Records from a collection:

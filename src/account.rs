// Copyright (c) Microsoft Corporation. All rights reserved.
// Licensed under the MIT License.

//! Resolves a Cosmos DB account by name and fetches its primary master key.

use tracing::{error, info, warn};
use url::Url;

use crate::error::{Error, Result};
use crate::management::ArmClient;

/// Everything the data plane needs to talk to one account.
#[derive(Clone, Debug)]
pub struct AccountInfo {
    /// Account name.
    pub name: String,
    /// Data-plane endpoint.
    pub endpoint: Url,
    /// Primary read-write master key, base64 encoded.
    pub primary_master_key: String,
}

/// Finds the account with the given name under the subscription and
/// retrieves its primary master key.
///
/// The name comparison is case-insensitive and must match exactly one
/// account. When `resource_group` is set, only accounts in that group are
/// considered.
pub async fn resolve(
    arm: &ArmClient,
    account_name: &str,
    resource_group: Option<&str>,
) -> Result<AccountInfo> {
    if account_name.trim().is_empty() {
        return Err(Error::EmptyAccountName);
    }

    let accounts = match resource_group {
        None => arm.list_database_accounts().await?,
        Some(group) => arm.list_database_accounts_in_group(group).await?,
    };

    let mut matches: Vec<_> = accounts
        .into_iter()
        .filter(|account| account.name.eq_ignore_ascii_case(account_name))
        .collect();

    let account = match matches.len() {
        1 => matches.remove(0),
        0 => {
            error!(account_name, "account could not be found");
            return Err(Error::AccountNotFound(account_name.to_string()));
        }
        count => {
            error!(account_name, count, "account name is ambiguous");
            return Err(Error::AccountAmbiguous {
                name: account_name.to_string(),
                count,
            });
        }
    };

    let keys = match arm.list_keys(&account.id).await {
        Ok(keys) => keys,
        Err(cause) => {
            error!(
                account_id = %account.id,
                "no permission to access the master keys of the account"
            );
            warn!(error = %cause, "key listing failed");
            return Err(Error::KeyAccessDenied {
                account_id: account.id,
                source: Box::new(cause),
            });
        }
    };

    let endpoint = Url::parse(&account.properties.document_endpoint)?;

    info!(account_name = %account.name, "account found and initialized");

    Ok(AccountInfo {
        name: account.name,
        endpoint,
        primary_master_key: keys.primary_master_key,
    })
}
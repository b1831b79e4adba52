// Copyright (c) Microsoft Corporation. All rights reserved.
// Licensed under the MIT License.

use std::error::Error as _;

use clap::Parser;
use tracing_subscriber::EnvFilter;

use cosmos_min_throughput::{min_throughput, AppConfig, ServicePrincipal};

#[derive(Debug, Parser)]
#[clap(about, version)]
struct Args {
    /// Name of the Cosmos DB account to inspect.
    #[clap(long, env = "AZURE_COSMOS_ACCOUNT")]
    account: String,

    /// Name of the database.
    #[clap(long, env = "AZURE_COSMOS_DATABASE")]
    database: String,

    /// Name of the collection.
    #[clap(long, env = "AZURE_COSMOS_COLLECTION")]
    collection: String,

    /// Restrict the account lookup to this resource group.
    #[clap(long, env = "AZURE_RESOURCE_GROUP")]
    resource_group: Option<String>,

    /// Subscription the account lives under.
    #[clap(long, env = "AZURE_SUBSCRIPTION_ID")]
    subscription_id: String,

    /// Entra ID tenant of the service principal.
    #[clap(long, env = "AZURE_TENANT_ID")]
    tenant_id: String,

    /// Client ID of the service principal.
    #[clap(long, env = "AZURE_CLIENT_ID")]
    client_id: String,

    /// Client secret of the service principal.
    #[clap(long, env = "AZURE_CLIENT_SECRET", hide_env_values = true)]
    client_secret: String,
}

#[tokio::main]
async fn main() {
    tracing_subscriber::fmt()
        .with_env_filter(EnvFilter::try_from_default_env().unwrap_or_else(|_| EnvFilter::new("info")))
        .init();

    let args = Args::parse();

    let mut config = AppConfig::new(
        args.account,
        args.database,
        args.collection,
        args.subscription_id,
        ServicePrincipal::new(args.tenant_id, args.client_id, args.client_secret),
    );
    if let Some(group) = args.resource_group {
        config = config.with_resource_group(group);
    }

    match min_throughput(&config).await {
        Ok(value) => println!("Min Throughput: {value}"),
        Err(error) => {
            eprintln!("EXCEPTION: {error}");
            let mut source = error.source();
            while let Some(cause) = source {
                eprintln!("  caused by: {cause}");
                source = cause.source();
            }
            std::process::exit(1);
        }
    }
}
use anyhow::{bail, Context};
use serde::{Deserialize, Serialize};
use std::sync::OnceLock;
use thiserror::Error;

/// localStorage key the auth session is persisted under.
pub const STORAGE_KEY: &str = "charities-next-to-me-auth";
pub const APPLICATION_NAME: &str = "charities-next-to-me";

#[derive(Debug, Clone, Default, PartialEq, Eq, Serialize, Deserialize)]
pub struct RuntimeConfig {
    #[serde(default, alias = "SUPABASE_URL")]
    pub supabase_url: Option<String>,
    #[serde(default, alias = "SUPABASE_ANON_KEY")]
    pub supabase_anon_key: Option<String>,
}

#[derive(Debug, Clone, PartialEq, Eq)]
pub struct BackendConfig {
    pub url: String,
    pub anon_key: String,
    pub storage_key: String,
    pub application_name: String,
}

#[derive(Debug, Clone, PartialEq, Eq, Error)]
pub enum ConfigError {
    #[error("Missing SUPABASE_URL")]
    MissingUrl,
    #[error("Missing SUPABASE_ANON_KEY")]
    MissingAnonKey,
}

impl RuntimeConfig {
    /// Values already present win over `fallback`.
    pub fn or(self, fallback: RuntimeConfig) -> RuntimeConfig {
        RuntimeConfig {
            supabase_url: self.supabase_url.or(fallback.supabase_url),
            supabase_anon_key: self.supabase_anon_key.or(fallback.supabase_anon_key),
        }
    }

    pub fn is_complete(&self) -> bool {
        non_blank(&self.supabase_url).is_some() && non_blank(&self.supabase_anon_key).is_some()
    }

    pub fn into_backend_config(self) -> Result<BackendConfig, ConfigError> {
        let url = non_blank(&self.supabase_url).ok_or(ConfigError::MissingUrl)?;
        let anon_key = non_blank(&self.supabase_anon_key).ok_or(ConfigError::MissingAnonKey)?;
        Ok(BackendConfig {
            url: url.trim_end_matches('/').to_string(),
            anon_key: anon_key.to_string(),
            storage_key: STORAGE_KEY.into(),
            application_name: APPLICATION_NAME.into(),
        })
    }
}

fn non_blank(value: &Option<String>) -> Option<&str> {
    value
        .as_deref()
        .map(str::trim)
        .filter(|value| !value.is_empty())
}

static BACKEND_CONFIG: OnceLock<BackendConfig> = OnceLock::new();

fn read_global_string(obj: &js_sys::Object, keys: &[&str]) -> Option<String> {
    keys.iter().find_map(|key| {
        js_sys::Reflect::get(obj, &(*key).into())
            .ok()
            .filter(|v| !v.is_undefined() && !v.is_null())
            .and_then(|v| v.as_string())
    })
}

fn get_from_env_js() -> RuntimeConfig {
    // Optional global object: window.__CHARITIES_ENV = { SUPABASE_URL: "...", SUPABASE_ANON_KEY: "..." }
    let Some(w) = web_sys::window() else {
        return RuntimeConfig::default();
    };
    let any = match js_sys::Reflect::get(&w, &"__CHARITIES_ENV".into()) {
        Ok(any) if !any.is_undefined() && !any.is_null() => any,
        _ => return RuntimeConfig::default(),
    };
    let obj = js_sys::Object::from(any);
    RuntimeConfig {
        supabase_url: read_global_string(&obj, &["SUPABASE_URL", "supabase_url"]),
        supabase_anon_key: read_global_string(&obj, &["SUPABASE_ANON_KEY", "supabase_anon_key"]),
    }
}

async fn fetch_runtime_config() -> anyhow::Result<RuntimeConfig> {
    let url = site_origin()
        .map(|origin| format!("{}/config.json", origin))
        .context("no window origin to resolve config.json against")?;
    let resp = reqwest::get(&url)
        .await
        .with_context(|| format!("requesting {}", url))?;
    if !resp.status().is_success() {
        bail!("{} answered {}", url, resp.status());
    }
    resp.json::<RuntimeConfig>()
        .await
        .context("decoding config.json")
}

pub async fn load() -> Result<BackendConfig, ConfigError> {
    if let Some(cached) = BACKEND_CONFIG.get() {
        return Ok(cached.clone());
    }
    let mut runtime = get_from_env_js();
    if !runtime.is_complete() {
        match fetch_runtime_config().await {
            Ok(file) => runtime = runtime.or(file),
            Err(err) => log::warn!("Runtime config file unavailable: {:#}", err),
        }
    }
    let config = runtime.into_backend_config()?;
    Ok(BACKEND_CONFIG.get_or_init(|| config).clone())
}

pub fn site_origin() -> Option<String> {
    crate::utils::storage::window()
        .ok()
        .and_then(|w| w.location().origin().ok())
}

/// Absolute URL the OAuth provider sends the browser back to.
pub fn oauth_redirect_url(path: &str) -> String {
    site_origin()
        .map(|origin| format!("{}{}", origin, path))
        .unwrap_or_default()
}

> [Work to complete]: All lines above from the line with "account to inspect." through the line with "ID of the service principal.", both included, are to be set down exactly, with nothing else.

> [Answer space]:
    /// Name of the Cosmos DB account to inspect.
    #[clap(long, env = "AZURE_COSMOS_ACCOUNT")]
    account: String,

    /// Name of the database.
    #[clap(long, env = "AZURE_COSMOS_DATABASE")]
    database: String,

    /// Name of the collection.
    #[clap(long, env = "AZURE_COSMOS_COLLECTION")]
    collection: String,

    /// Restrict the account lookup to this resource group.
    #[clap(long, env = "AZURE_RESOURCE_GROUP")]
    resource_group: Option<String>,

    /// Subscription the account lives under.
    #[clap(long, env = "AZURE_SUBSCRIPTION_ID")]
    subscription_id: String,

    /// Entra ID tenant of the service principal.
    #[clap(long, env = "AZURE_TENANT_ID")]
    tenant_id: String,

    /// Client ID of the service principal.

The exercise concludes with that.